(Collected data entries)
○ ○ ○ ○

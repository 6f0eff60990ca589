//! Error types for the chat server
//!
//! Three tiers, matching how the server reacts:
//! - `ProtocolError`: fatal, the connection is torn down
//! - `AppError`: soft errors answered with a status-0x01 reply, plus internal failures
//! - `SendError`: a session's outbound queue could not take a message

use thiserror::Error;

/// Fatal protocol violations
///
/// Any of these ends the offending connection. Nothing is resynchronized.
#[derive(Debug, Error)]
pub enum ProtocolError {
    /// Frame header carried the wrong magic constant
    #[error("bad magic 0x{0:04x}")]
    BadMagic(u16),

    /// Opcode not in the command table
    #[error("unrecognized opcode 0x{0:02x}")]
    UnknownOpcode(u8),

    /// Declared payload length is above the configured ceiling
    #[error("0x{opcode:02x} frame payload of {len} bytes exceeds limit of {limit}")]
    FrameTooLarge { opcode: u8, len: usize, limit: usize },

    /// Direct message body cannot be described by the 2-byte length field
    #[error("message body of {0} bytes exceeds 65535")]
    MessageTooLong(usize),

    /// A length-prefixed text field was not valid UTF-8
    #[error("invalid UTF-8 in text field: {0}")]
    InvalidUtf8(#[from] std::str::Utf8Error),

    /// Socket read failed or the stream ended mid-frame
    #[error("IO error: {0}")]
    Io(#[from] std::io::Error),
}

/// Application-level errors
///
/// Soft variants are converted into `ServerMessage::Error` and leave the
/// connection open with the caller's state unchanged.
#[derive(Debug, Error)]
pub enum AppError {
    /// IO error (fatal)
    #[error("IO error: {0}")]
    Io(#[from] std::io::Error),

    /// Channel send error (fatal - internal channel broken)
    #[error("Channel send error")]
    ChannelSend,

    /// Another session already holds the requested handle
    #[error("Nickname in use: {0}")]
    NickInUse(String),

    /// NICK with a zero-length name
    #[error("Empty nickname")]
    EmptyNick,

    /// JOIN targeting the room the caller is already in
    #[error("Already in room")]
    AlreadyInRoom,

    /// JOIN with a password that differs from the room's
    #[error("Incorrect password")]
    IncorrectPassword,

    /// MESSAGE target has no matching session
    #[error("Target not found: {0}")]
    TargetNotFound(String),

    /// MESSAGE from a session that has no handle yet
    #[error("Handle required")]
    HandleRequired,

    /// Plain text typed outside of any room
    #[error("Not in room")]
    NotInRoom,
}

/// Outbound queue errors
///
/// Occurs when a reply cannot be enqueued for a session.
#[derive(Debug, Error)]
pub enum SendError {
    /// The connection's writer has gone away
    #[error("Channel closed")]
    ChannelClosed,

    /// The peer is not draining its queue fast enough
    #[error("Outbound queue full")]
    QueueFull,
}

○ ○ ○ ○

What is needed ▸ The entries above are to be retyped exactly.

Reply to the task ▸
repository 6f0eff60990ca589
//! Error types for the chat server
//!
//! Three tiers, matching how the server reacts:
//! - `ProtocolError`: fatal, the connection is torn down
//! - `AppError`: soft errors answered with a status-0x01 reply, plus internal failures
//! - `SendError`: a session's outbound queue could not take a message

use thiserror::Error;

/// Fatal protocol violations
///
/// Any of these ends the offending connection. Nothing is resynchronized.
#[derive(Debug, Error)]
pub enum ProtocolError {
    /// Frame header carried the wrong magic constant
    #[error("bad magic 0x{0:04x}")]
    BadMagic(u16),

    /// Opcode not in the command table
    #[error("unrecognized opcode 0x{0:02x}")]
    UnknownOpcode(u8),

    /// Declared payload length is above the configured ceiling
    #[error("0x{opcode:02x} frame payload of {len} bytes exceeds limit of {limit}")]
    FrameTooLarge { opcode: u8, len: usize, limit: usize },

    /// Direct message body cannot be described by the 2-byte length field
    #[error("message body of {0} bytes exceeds 65535")]
    MessageTooLong(usize),

    /// A length-prefixed text field was not valid UTF-8
    #[error("invalid UTF-8 in text field: {0}")]
    InvalidUtf8(#[from] std::str::Utf8Error),

    /// Socket read failed or the stream ended mid-frame
    #[error("IO error: {0}")]
    Io(#[from] std::io::Error),
}

/// Application-level errors
///
/// Soft variants are converted into `ServerMessage::Error` and leave the
/// connection open with the caller's state unchanged.
#[derive(Debug, Error)]
pub enum AppError {
    /// IO error (fatal)
    #[error("IO error: {0}")]
    Io(#[from] std::io::Error),

    /// Channel send error (fatal - internal channel broken)
    #[error("Channel send error")]
    ChannelSend,

    /// Another session already holds the requested handle
    #[error("Nickname in use: {0}")]
    NickInUse(String),

    /// NICK with a zero-length name
    #[error("Empty nickname")]
    EmptyNick,

    /// JOIN targeting the room the caller is already in
    #[error("Already in room")]
    AlreadyInRoom,

    /// JOIN with a password that differs from the room's
    #[error("Incorrect password")]
    IncorrectPassword,

    /// MESSAGE target has no matching session
    #[error("Target not found: {0}")]
    TargetNotFound(String),

    /// MESSAGE from a session that has no handle yet
    #[error("Handle required")]
    HandleRequired,

    /// Plain text typed outside of any room
    #[error("Not in room")]
    NotInRoom,
}

/// Outbound queue errors
///
/// Occurs when a reply cannot be enqueued for a session.
#[derive(Debug, Error)]
pub enum SendError {
    /// The connection's writer has gone away
    #[error("Channel closed")]
    ChannelClosed,

    /// The peer is not draining its queue fast enough
    #[error("Outbound queue full")]
    QueueFull,
}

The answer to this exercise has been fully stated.